Kashmiri detainee’s letter for the World

Under the draconian law, more than 400 Kashmiris held. It allows detention without trial for up to 2 years. The law, similar to Rowlatt Act against which founding fathers of India resisted, prevails in the largest democracy of the world

kashmiri
kashmiri

A letter from a Kashmiri detainee addressed to his family in Indian-administered Kashmir says he remains “confined to four choked walls”.

The detainee, held under provisions of the 1978 Public Safety Act (PSA), with another 22 Kashmiri men in an Indian jail, asks his family and friends to pray for him.

A copy of the letter available with Anadolu Agency says: “We are 23 Kashmiri brothers here and all of us are confined to solitary prison cells. Neither can we talk to each other nor can we shake hands but only remain confined to the four choked walls.

“Please pray for us as we are in helpless condition,” the detainee, who did not wish to be named, writes to his family.

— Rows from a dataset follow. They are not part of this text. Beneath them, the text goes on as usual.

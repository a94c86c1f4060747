//! File import/export.

pub mod export;
pub mod series;

// Re-export the main types for convenience
pub use export::{export_csv, write_csv};
pub use series::{SeriesError, read_series_csv};
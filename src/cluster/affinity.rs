//! Affinity propagation over group feature vectors.

use rand::{Rng, SeedableRng, rngs::StdRng};
use tracing::warn;

/// Relative magnitude of the tie-breaking noise added to the similarity
/// matrix.
const PERTURBATION_SCALE: f64 = 1e-8;

/// Affinity propagation clustering.
///
/// Exemplars are elected by message passing over a pairwise similarity
/// matrix (negative squared Euclidean distance). Every point carries the
/// same self-similarity (`preference`); lower values yield fewer clusters.
/// A seeded multiplicative perturbation breaks ties between equidistant
/// points, so repeated runs with the same seed produce identical results.
#[derive(Debug, Clone)]
pub struct AffinityPropagation {
    /// Damping factor applied to responsibility and availability updates,
    /// in `[0.5, 1)`.
    pub damping: f64,
    /// Maximum number of message-passing iterations.
    pub max_iter: usize,
    /// Consecutive iterations without exemplar change required to declare
    /// convergence.
    pub convergence_iter: usize,
    /// Self-similarity assigned to every point. `None` uses the median of
    /// the off-diagonal similarities.
    pub preference: Option<f64>,
    /// Seed for the tie-breaking perturbation.
    pub seed: u64,
}

/// Result of one affinity propagation run.
#[derive(Debug, Clone)]
pub struct AffinityOutcome {
    /// Row indices elected as exemplars. Refinement can move an exemplar
    /// to another member, so the list is not necessarily sorted.
    pub exemplars: Vec<usize>,
    /// Cluster assigned to each input row.
    pub index: Vec<usize>,
    /// Cluster means; row `k` is the feature vector of exemplar `k`.
    pub means: Vec<Vec<f64>>,
    /// Within-cluster sum of squared distances.
    pub wcss: f64,
    /// Whether the exemplar set stabilized before the iteration cap.
    pub converged: bool,
}

impl AffinityOutcome {
    /// Number of clusters found.
    pub fn n_clusters(&self) -> usize {
        self.exemplars.len()
    }
}

impl AffinityPropagation {
    /// Clusters `rows` and returns exemplars, assignments, and fit quality.
    ///
    /// Zero or one rows short-circuit to a trivial converged outcome. If
    /// message passing stabilizes on an empty exemplar set, the
    /// highest-scoring candidate row is elected so the outcome always
    /// contains at least one cluster.
    pub fn fit(&self, rows: &[Vec<f64>]) -> AffinityOutcome {
        let n = rows.len();
        if n <= 1 {
            return AffinityOutcome {
                exemplars: (0..n).collect(),
                index: vec![0; n],
                means: rows.to_vec(),
                wcss: 0.0,
                converged: true,
            };
        }

        // 1. Similarities with the preference on the diagonal.
        let mut s = similarity_matrix(rows);
        let preference = self
            .preference
            .unwrap_or_else(|| median_off_diagonal(&s));
        for (i, row) in s.iter_mut().enumerate() {
            row[i] = preference;
        }

        // 2. Seeded perturbation proportional to the smallest entry
        // magnitude. Identical inputs keep a zero matrix and stay exact.
        let mag = s
            .iter()
            .flatten()
            .fold(f64::INFINITY, |m, &v| m.min(v.abs()));
        let mut rng = StdRng::seed_from_u64(self.seed);
        for row in &mut s {
            for v in row.iter_mut() {
                *v += PERTURBATION_SCALE * mag * *v * (rng.random::<f64>() - 0.5);
            }
        }

        // 3. Message passing until the exemplar set holds still.
        let mut r = vec![vec![0.0; n]; n];
        let mut a = vec![vec![0.0; n]; n];
        let mut is_exemplar = vec![false; n];
        let mut iterations = 0;
        let mut stable = 0;
        while iterations < self.max_iter && stable < self.convergence_iter {
            self.update_responsibilities(&s, &a, &mut r);
            self.update_availabilities(&r, &mut a);

            let mut changed = false;
            for i in 0..n {
                let elected = a[i][i] + r[i][i] > 0.0;
                if elected != is_exemplar[i] {
                    changed = true;
                    is_exemplar[i] = elected;
                }
            }
            stable = if changed { 0 } else { stable + 1 };
            iterations += 1;
        }
        let converged = stable >= self.convergence_iter;

        // 4. Back to distances: drop the preference and negate.
        for (i, row) in s.iter_mut().enumerate() {
            row[i] = 0.0;
        }
        for row in &mut s {
            for v in row.iter_mut() {
                *v = -*v;
            }
        }

        let mut exemplars: Vec<usize> = (0..n).filter(|&i| is_exemplar[i]).collect();
        if exemplars.is_empty() {
            // No point elected itself; take the highest-scoring candidate.
            let mut best = 0;
            let mut best_score = f64::NEG_INFINITY;
            for i in 0..n {
                let score = a[i][i] + r[i][i];
                if score > best_score {
                    best_score = score;
                    best = i;
                }
            }
            warn!(candidate = best, "no exemplars elected, using best candidate row");
            exemplars.push(best);
        }

        // 5. Assign, then move each exemplar of a cluster with more than
        // two members to the member minimizing total within-cluster
        // distance, and assign again.
        let index = assign_nearest(&s, &exemplars);
        for k in 0..exemplars.len() {
            let members: Vec<usize> = (0..n).filter(|&i| index[i] == k).collect();
            if members.len() > 2 {
                let mut best = members[0];
                let mut best_total = f64::INFINITY;
                for &i in &members {
                    let total: f64 = members.iter().map(|&j| s[i][j]).sum();
                    if total < best_total {
                        best_total = total;
                        best = i;
                    }
                }
                exemplars[k] = best;
            }
        }
        let index = assign_nearest(&s, &exemplars);

        let means: Vec<Vec<f64>> = exemplars.iter().map(|&e| rows[e].clone()).collect();
        let wcss = within_cluster_sum(rows, &index, &means);

        AffinityOutcome {
            exemplars,
            index,
            means,
            wcss,
            converged,
        }
    }

    /// Damped responsibility update: `r[i][k]` trends toward `s[i][k]`
    /// minus the best competing `a + s` in row `i`.
    fn update_responsibilities(&self, s: &[Vec<f64>], a: &[Vec<f64>], r: &mut [Vec<f64>]) {
        let n = s.len();
        for i in 0..n {
            let mut best = f64::NEG_INFINITY;
            let mut best_k = 0;
            let mut second = f64::NEG_INFINITY;
            for k in 0..n {
                let m = a[i][k] + s[i][k];
                if m > best {
                    second = best;
                    best = m;
                    best_k = k;
                } else if m > second {
                    second = m;
                }
            }
            for k in 0..n {
                let competitor = if k == best_k { second } else { best };
                let update = s[i][k] - competitor;
                r[i][k] = self.damping * r[i][k] + (1.0 - self.damping) * update;
            }
        }
    }

    /// Damped availability update from the positive responsibilities.
    fn update_availabilities(&self, r: &[Vec<f64>], a: &mut [Vec<f64>]) {
        let n = r.len();
        // support[k] = sum over i' != k of max(0, r[i'][k])
        let mut support = vec![0.0; n];
        for (i, row) in r.iter().enumerate() {
            for (k, &v) in row.iter().enumerate() {
                if i != k {
                    support[k] += v.max(0.0);
                }
            }
        }
        for i in 0..n {
            for k in 0..n {
                let update = if i == k {
                    support[k]
                } else {
                    (r[k][k] + support[k] - r[i][k].max(0.0)).min(0.0)
                };
                a[i][k] = self.damping * a[i][k] + (1.0 - self.damping) * update;
            }
        }
    }
}

/// Negative squared Euclidean distance between each pair of rows.
fn similarity_matrix(rows: &[Vec<f64>]) -> Vec<Vec<f64>> {
    rows.iter()
        .map(|a| rows.iter().map(|b| -squared_distance(a, b)).collect())
        .collect()
}

/// Median similarity between distinct rows. The default preference when
/// none is configured.
pub fn median_similarity(rows: &[Vec<f64>]) -> f64 {
    median_off_diagonal(&similarity_matrix(rows))
}

fn median_off_diagonal(s: &[Vec<f64>]) -> f64 {
    let mut values: Vec<f64> = s
        .iter()
        .enumerate()
        .flat_map(|(i, row)| {
            row.iter()
                .enumerate()
                .filter(move |&(j, _)| j != i)
                .map(|(_, &v)| v)
        })
        .collect();
    if values.is_empty() {
        return 0.0;
    }
    values.sort_by(|a, b| a.total_cmp(b));
    let mid = values.len() / 2;
    if values.len() % 2 == 0 {
        (values[mid - 1] + values[mid]) / 2.0
    } else {
        values[mid]
    }
}

/// Squared Euclidean distance between two feature vectors.
pub(crate) fn squared_distance(a: &[f64], b: &[f64]) -> f64 {
    a.iter().zip(b).map(|(x, y)| (x - y) * (x - y)).sum()
}

/// Nearest-exemplar assignment over a distance matrix, first minimum on
/// ties.
fn assign_nearest(dist: &[Vec<f64>], exemplars: &[usize]) -> Vec<usize> {
    dist.iter()
        .map(|row| {
            let mut best_k = 0;
            let mut best = f64::INFINITY;
            for (k, &e) in exemplars.iter().enumerate() {
                if row[e] < best {
                    best = row[e];
                    best_k = k;
                }
            }
            best_k
        })
        .collect()
}

/// Total squared distance of each row to its assigned cluster mean.
fn within_cluster_sum(rows: &[Vec<f64>], index: &[usize], means: &[Vec<f64>]) -> f64 {
    rows.iter()
        .zip(index)
        .map(|(row, &k)| squared_distance(row, &means[k]))
        .sum()
}

#[cfg(test)]
mod tests {
    use super::*;

    fn default_alg() -> AffinityPropagation {
        AffinityPropagation {
            damping: 0.5,
            max_iter: 200,
            convergence_iter: 10,
            preference: None,
            seed: 123,
        }
    }

    /// Two tight blobs far apart, every point distinct.
    fn two_blobs() -> Vec<Vec<f64>> {
        let mut rows = Vec::new();
        for i in 0..6 {
            rows.push(vec![0.01 * i as f64, 0.02 * i as f64]);
        }
        for i in 0..6 {
            rows.push(vec![10.0 + 0.01 * i as f64, 10.0 - 0.01 * i as f64]);
        }
        rows
    }

    #[test]
    fn separates_two_blobs() {
        let outcome = default_alg().fit(&two_blobs());
        assert!(outcome.converged);
        assert_eq!(outcome.n_clusters(), 2);
        let first = outcome.index[0];
        assert!(outcome.index[..6].iter().all(|&k| k == first));
        assert!(outcome.index[6..].iter().all(|&k| k != first));
    }

    #[test]
    fn means_are_exemplar_rows() {
        let rows = two_blobs();
        let outcome = default_alg().fit(&rows);
        for (k, &e) in outcome.exemplars.iter().enumerate() {
            assert_eq!(outcome.means[k], rows[e]);
        }
    }

    #[test]
    fn identical_rows_collapse_to_one_cluster() {
        let rows = vec![vec![0.4, 0.6, 0.2]; 8];
        let outcome = default_alg().fit(&rows);
        assert!(outcome.converged);
        assert_eq!(outcome.n_clusters(), 1);
        assert_eq!(outcome.exemplars, vec![0]);
        assert!(outcome.index.iter().all(|&k| k == 0));
        assert_eq!(outcome.wcss, 0.0);
    }

    #[test]
    fn refinement_picks_central_member() {
        // Collinear values: the middle point minimizes total squared
        // distance within each group of five.
        let rows: Vec<Vec<f64>> = [0.0, 1.0, 2.0, 3.0, 4.0, 100.0, 101.0, 102.0, 103.0, 104.0]
            .iter()
            .map(|&v| vec![v])
            .collect();
        let mut alg = default_alg();
        alg.preference = Some(-200.0);
        let outcome = alg.fit(&rows);
        assert_eq!(outcome.exemplars, vec![2, 7]);
        assert_eq!(outcome.index, vec![0, 0, 0, 0, 0, 1, 1, 1, 1, 1]);
        // Each group contributes 4 + 1 + 0 + 1 + 4.
        assert!((outcome.wcss - 20.0).abs() < 1e-9);
        assert!(outcome.converged);
    }

    #[test]
    fn seeded_runs_are_identical() {
        let rows = two_blobs();
        let a = default_alg().fit(&rows);
        let b = default_alg().fit(&rows);
        assert_eq!(a.exemplars, b.exemplars);
        assert_eq!(a.index, b.index);
        assert_eq!(a.wcss, b.wcss);
    }

    #[test]
    fn reports_divergence_when_iteration_budget_is_too_small() {
        let mut alg = default_alg();
        alg.max_iter = 3;
        let outcome = alg.fit(&two_blobs());
        assert!(!outcome.converged);
        assert!(outcome.n_clusters() >= 1);
    }

    #[test]
    fn median_similarity_excludes_self_pairs() {
        let rows = vec![vec![0.0], vec![1.0], vec![3.0]];
        // Pairwise squared distances 1, 9, 4, each appearing twice.
        assert_eq!(median_similarity(&rows), -4.0);
    }

    #[test]
    fn single_row_is_its_own_cluster() {
        let rows = vec![vec![1.0, 2.0]];
        let outcome = default_alg().fit(&rows);
        assert!(outcome.converged);
        assert_eq!(outcome.exemplars, vec![0]);
        assert_eq!(outcome.index, vec![0]);
        assert_eq!(outcome.wcss, 0.0);
    }
}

The mass detention of thousands of Kashmiris began last August when the Indian government stripped the region of its special provisions.

Read more: How sick Kashmiris are surviving Indian lockdown?

From thereon, hundreds of people, particularly young men, have been lodged in faraway jails under the PSA Act, described by Amnesty International in 2016 as a draconian law. Three former chief ministers of the region have also been booked under the law, that allows the government to detain a person for up to two years without a trial.

The restive Muslim-majority state has been under lockdown for the last seven months.

While some restrictions have eased, high speed internet still continues to remain blocked in the region with a complete ban on social media.

‘Whole world shattered’

Ateeqa Begum, a widow from the region’s main city, Srinagar, has been on her toes since Aug. 6 when her 22- year-old son was arrested on his way to buy medicine.

“It has been 205 days when my son was arrested without any justification. I don’t know in what condition is he right now, it kills me when I think about it,” Begum told Anadolu Agency.

Read more: Pakistan’s diplomatic coup in India: Trump wants to mediate Kashmir

Her son, Faisal Aslam Mir is one of thousands in the region who was detained and moved to a jail in harsh conditions.

Mir’s imprisonment in Agra jail, 1,100 kilometers (700 miles) from Srinagar has left his mother at her wit’s ends.

“I want to cry aloud. I have not seen my son for the last seven months. My whole world is shattered now,” she said.

The Jammu and Kashmir Coalition of Civil Society, a human rights group, said in its annual report that at least 412 people have been booked under PSA from Aug. 5 to Dec. 31.

Most continue to remain in jails as the high court in the region has overturned less than two dozen of detention orders since August 5.